Dr. Obadele Kambon 2013 UG-Legon Vice Chancellor's Award for Outstanding Thesis - Humanities

Comments from the external examiner:
The main findings of the research point to the fact that (a) An overwhelming majority (98%) of Full Lexicalized-Integrated SVCs have nominal counterparts; 2% do not; (b) Only 3% of Partial Lexicalized-Integrated SVCs have nominal counterparts; 97% do not; (c) Clause Chaining Serial Constructions appear to nominalize haphazardly and/or unsystematically as frozen sentences or figures of speech (idioms, proverbs, etc.; (d) The primary function of such forms, he identified, were what Charles Morris (1971) calls denotata and designata; Full Lexicalized-Integrated SVCs behave as lexicalized idioms and because of this, four criteria of idiomaticity namely -- collocability, familiarity, flexibility and compositionality -- are applied to them; and (g) There is systematicity in the pattern of nominalization behavior of serial verb nominals across the main Akan dialects.
This work recapitulates and substantially extends work already done on Akan SVCs by Osam (1994), Agyeman (2002) and others. A major contribution of the dissertation is the detailed discussion and exemplification of issues relating to nominalization of SVCs. This is the first attempt at such a detailed discussion and exemplification and the candidate deserves commendation. His categorizations are original as is his attention to scholarly detail and to showing the relationship between and among the three major Akan dialects. One could conveniently argue that this is one of the strongest points of the dissertation.
Very little has been done on Akan nominalization in general and little to nothing on SVC nominalization in particular, so this study is a trailblazer or a path-finder! Syntacticians and semanticists will cite this work and continue with the discussion and issues it raises for the next couple of decades. I am impressed with the details and both the candidate and his advisors must be commended for the high degree of systematicity employed in the synthesis and analyses done in the study.
The candidate drew his conclusions based on the actual data collected and on the results (synthesis and analysis of the data) thereby making the analytical claims have functional validity and protecting them from standing insulated from public scrutiny. This is, again, commendable.
The recommendations for future research, especially, his call for comparing SVNs with other types of nominalizations, is in the right direction more especially due to the scantiness and dearth of knowledge about nominalizations in general about Akan and other West African languages in particular.
The dissertation is very well written and I am willing to pass it without any reservation whatsoever. The content is excellent as is its rendition.

Comments from the internal examiner:

The study does a good job of relating the data and findings to broader theoretical debates in the Functional/cognitive linguistic literature. For example, study results suggest that, at least in the Akan data examined, higher degrees of semantic integration in complex forms correlate with lower degrees of iconicity.
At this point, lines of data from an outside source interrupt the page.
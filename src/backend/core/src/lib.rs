#![allow(clippy::result_large_err)]
//! # Codetrail Core
//!
//! Code evolution reconstruction and diff engine: rebuilds the history of a
//! student's code on one exercise from two inconsistently keyed event stores.
//!
//! ## Architecture
//!
//! - **Identity**: Resolves an exercise reference into all of its encodings
//! - **Events**: Concurrent dual-source ingestion, normalization and merging
//! - **Timeline**: Chronological build, positional diffs and playback cursors
//! - **Service**: Typed cache, request generations and per-key cursors
//! - **API**: Axum HTTP surface over the service
//! - **Telemetry**: Structured logging and Prometheus metrics

pub mod api;
pub mod cache;
pub mod config;
pub mod db;
pub mod error;
pub mod events;
pub mod identity;
pub mod service;
pub mod telemetry;
pub mod timeline;

pub use error::{ErrorCode, ErrorContext, ErrorDetails, ErrorSeverity, Result, SourceError, TrailError};

/// Re-export commonly used types
pub mod prelude {
    pub use crate::cache::TimelineKey;
    pub use crate::error::{ErrorCode, ErrorContext, Result, SourceError, TrailError};
    pub use crate::events::{
        merge, ActionKind, EventIngestor, EventSource, InMemoryEventSource, IngestBatch, IngestConfig,
        MergeStats, RawChanges, RawEvent, SourceKind,
    };
    pub use crate::identity::{ExerciseIdentity, ExerciseRef, IdentityResolver};
    pub use crate::service::{PipelineOutcome, TimelineReport, TimelineService};
    pub use crate::timeline::{
        build, diff, BuildOptions, CursorView, DiffResult, LineKind, LineOp, PlaybackCursor, Timeline,
        TimelineEntry,
    };
}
Further, the subtype categories of serial verb constructions identified by Osam (1994) are "fuzzy" categories in terms of ability to undergo nominalization. This supports the prototype approach to categorization, rather than a classical "sharp-boundary" approach to categorization.
Though the author does not particularly draw it out rhetorically, the study sits squarely within the linguistic sub-field of Lexicography: the study is a detailed investigation of speakers' lexical knowledge of nouns formed (either historically or productively possibly in the moment of speaking) from serial verb constructions. In my view, the lexicographic work, bringing out native-speaker knowledge about the complex forms including in some cases how this may have changed across time and may vary by dialect, may be one of the most enduring contributions of the study. Many of the item-by-item findings could, for example, largely be incorporated into an etymological dictionary of Akan.
The study contributes new information to understanding the cross-linguistic and Akan-internal typology of nominalizations of serial verb constructions. The minute detail on dialect variation is valuable for sociolinguistic variationist studies.